■ **EXERCISE INSTRUCTIONS**
Repeat each entry in full, exactly.

[GIVEN DATA — start]

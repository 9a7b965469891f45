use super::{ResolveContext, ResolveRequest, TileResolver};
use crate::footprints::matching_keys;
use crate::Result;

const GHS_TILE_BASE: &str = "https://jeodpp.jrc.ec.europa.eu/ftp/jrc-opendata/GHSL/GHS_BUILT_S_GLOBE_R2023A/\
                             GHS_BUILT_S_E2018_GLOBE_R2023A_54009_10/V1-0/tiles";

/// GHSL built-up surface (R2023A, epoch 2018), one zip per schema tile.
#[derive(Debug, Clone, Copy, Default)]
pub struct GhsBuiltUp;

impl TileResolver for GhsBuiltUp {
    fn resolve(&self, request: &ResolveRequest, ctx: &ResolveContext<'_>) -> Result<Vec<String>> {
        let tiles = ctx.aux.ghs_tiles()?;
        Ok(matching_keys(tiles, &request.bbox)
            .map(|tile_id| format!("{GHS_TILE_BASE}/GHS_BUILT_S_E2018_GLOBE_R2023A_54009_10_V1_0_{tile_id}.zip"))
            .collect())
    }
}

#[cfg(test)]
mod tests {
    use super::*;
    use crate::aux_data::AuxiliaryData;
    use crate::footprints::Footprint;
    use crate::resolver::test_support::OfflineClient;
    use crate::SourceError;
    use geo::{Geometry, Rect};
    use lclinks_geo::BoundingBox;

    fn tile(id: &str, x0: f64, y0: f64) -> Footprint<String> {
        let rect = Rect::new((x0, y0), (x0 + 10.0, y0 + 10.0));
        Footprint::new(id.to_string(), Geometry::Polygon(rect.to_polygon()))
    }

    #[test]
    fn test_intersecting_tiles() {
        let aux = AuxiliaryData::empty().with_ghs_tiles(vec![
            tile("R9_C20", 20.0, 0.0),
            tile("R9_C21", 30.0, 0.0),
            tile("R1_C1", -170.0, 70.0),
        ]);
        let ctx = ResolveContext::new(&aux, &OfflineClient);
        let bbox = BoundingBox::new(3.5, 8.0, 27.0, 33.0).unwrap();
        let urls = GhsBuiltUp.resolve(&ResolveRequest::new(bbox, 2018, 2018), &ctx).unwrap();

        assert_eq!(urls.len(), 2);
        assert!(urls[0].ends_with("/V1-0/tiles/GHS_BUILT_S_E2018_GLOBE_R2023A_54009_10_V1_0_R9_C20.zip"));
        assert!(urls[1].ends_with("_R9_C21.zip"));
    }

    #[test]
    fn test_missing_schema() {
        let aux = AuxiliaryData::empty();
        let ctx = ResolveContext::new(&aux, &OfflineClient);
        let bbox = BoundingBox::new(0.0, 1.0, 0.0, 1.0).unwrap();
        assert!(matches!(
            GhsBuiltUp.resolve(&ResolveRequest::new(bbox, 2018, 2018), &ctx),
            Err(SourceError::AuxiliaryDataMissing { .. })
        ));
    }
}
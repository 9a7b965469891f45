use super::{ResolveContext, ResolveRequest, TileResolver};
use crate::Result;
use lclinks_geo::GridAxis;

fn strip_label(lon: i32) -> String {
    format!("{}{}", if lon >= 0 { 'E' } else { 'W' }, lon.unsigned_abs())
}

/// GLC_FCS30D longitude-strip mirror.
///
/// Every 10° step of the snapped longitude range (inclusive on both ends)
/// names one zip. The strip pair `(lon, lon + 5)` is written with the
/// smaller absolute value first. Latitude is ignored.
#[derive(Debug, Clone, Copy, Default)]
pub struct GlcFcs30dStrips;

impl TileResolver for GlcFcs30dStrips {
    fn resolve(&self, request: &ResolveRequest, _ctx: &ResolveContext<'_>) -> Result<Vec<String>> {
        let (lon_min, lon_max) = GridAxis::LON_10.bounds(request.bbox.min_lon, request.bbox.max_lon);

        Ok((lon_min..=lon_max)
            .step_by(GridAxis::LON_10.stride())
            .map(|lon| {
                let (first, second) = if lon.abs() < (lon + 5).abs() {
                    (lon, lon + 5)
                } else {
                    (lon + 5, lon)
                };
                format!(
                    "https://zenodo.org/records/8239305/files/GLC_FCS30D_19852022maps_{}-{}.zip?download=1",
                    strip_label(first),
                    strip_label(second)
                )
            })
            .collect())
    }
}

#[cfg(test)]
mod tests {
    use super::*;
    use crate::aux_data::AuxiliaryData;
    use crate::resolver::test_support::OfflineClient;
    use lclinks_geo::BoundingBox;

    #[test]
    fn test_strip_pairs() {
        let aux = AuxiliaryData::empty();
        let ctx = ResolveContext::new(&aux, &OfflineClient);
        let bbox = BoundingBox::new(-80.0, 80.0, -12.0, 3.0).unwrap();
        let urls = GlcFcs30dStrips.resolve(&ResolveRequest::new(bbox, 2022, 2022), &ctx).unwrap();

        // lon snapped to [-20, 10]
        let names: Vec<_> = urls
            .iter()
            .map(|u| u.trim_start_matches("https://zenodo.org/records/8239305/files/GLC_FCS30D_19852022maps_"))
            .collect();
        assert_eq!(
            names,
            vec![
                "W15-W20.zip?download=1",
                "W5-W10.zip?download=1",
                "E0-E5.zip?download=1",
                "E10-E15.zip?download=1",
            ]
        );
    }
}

[GIVEN DATA — finish]

■ **TASK RESPONSE**
repository 9a7b965469891f45
use super::{ResolveContext, ResolveRequest, TileResolver};
use crate::footprints::matching_keys;
use crate::Result;

const GHS_TILE_BASE: &str = "https://jeodpp.jrc.ec.europa.eu/ftp/jrc-opendata/GHSL/GHS_BUILT_S_GLOBE_R2023A/\
                             GHS_BUILT_S_E2018_GLOBE_R2023A_54009_10/V1-0/tiles";

/// GHSL built-up surface (R2023A, epoch 2018), one zip per schema tile.
#[derive(Debug, Clone, Copy, Default)]
pub struct GhsBuiltUp;

impl TileResolver for GhsBuiltUp {
    fn resolve(&self, request: &ResolveRequest, ctx: &ResolveContext<'_>) -> Result<Vec<String>> {
        let tiles = ctx.aux.ghs_tiles()?;
        Ok(matching_keys(tiles, &request.bbox)
            .map(|tile_id| format!("{GHS_TILE_BASE}/GHS_BUILT_S_E2018_GLOBE_R2023A_54009_10_V1_0_{tile_id}.zip"))
            .collect())
    }
}

#[cfg(test)]
mod tests {
    use super::*;
    use crate::aux_data::AuxiliaryData;
    use crate::footprints::Footprint;
    use crate::resolver::test_support::OfflineClient;
    use crate::SourceError;
    use geo::{Geometry, Rect};
    use lclinks_geo::BoundingBox;

    fn tile(id: &str, x0: f64, y0: f64) -> Footprint<String> {
        let rect = Rect::new((x0, y0), (x0 + 10.0, y0 + 10.0));
        Footprint::new(id.to_string(), Geometry::Polygon(rect.to_polygon()))
    }

    #[test]
    fn test_intersecting_tiles() {
        let aux = AuxiliaryData::empty().with_ghs_tiles(vec![
            tile("R9_C20", 20.0, 0.0),
            tile("R9_C21", 30.0, 0.0),
            tile("R1_C1", -170.0, 70.0),
        ]);
        let ctx = ResolveContext::new(&aux, &OfflineClient);
        let bbox = BoundingBox::new(3.5, 8.0, 27.0, 33.0).unwrap();
        let urls = GhsBuiltUp.resolve(&ResolveRequest::new(bbox, 2018, 2018), &ctx).unwrap();

        assert_eq!(urls.len(), 2);
        assert!(urls[0].ends_with("/V1-0/tiles/GHS_BUILT_S_E2018_GLOBE_R2023A_54009_10_V1_0_R9_C20.zip"));
        assert!(urls[1].ends_with("_R9_C21.zip"));
    }

    #[test]
    fn test_missing_schema() {
        let aux = AuxiliaryData::empty();
        let ctx = ResolveContext::new(&aux, &OfflineClient);
        let bbox = BoundingBox::new(0.0, 1.0, 0.0, 1.0).unwrap();
        assert!(matches!(
            GhsBuiltUp.resolve(&ResolveRequest::new(bbox, 2018, 2018), &ctx),
            Err(SourceError::AuxiliaryDataMissing { .. })
        ));
    }
}
repository 9a7b965469891f45
use super::{ResolveContext, ResolveRequest, TileResolver};
use crate::Result;
use lclinks_geo::GridAxis;

fn strip_label(lon: i32) -> String {
    format!("{}{}", if lon >= 0 { 'E' } else { 'W' }, lon.unsigned_abs())
}

/// GLC_FCS30D longitude-strip mirror.
///
/// Every 10° step of the snapped longitude range (inclusive on both ends)
/// names one zip. The strip pair `(lon, lon + 5)` is written with the
/// smaller absolute value first. Latitude is ignored.
#[derive(Debug, Clone, Copy, Default)]
pub struct GlcFcs30dStrips;

impl TileResolver for GlcFcs30dStrips {
    fn resolve(&self, request: &ResolveRequest, _ctx: &ResolveContext<'_>) -> Result<Vec<String>> {
        let (lon_min, lon_max) = GridAxis::LON_10.bounds(request.bbox.min_lon, request.bbox.max_lon);

        Ok((lon_min..=lon_max)
            .step_by(GridAxis::LON_10.stride())
            .map(|lon| {
                let (first, second) = if lon.abs() < (lon + 5).abs() {
                    (lon, lon + 5)
                } else {
                    (lon + 5, lon)
                };
                format!(
                    "https://zenodo.org/records/8239305/files/GLC_FCS30D_19852022maps_{}-{}.zip?download=1",
                    strip_label(first),
                    strip_label(second)
                )
            })
            .collect())
    }
}

#[cfg(test)]
mod tests {
    use super::*;
    use crate::aux_data::AuxiliaryData;
    use crate::resolver::test_support::OfflineClient;
    use lclinks_geo::BoundingBox;

    #[test]
    fn test_strip_pairs() {
        let aux = AuxiliaryData::empty();
        let ctx = ResolveContext::new(&aux, &OfflineClient);
        let bbox = BoundingBox::new(-80.0, 80.0, -12.0, 3.0).unwrap();
        let urls = GlcFcs30dStrips.resolve(&ResolveRequest::new(bbox, 2022, 2022), &ctx).unwrap();

        // lon snapped to [-20, 10]
        let names: Vec<_> = urls
            .iter()
            .map(|u| u.trim_start_matches("https://zenodo.org/records/8239305/files/GLC_FCS30D_19852022maps_"))
            .collect();
        assert_eq!(
            names,
            vec![
                "W15-W20.zip?download=1",
                "W5-W10.zip?download=1",
                "E0-E5.zip?download=1",
                "E10-E15.zip?download=1",
            ]
        );
    }
}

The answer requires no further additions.